---------- Records for this task ----------
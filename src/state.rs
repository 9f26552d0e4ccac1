use crate::types::AggregateVersion;

/// The state of an aggregate instance, reconstructed by folding its event
/// history, paired with the version (the count of events folded into it).
///
/// The state carries no identity of its own: it is always obtained for, and
/// used against, a specific aggregate id held by the caller.
#[derive(Debug, Clone, PartialEq)]
pub struct AggregateState<S> {
    version: AggregateVersion,
    inner: S,
}

impl<S: Default> Default for AggregateState<S> {
    fn default() -> Self {
        Self {
            version: 0,
            inner: Default::default(),
        }
    }
}

impl<S> AggregateState<S> {
    pub fn new(version: AggregateVersion, inner: S) -> Self {
        Self { version, inner }
    }

    pub fn version(&self) -> AggregateVersion {
        self.version
    }

    pub fn inner(&self) -> &S {
        &self.inner
    }

    pub fn into_inner(self) -> S {
        self.inner
    }
}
----------
What to do:
Begin with the line containing "obtained for, and" and repeat each line exactly until the records above end.

Solution to the problem:
/// The state carries no identity of its own: it is always obtained for, and
/// used against, a specific aggregate id held by the caller.
#[derive(Debug, Clone, PartialEq)]
pub struct AggregateState<S> {
    version: AggregateVersion,
    inner: S,
}

impl<S: Default> Default for AggregateState<S> {
    fn default() -> Self {
        Self {
            version: 0,
            inner: Default::default(),
        }
    }
}

impl<S> AggregateState<S> {
    pub fn new(version: AggregateVersion, inner: S) -> Self {
        Self { version, inner }
    }

    pub fn version(&self) -> AggregateVersion {
        self.version
    }

    pub fn inner(&self) -> &S {
        &self.inner
    }

    pub fn into_inner(self) -> S {
        self.inner
    }
}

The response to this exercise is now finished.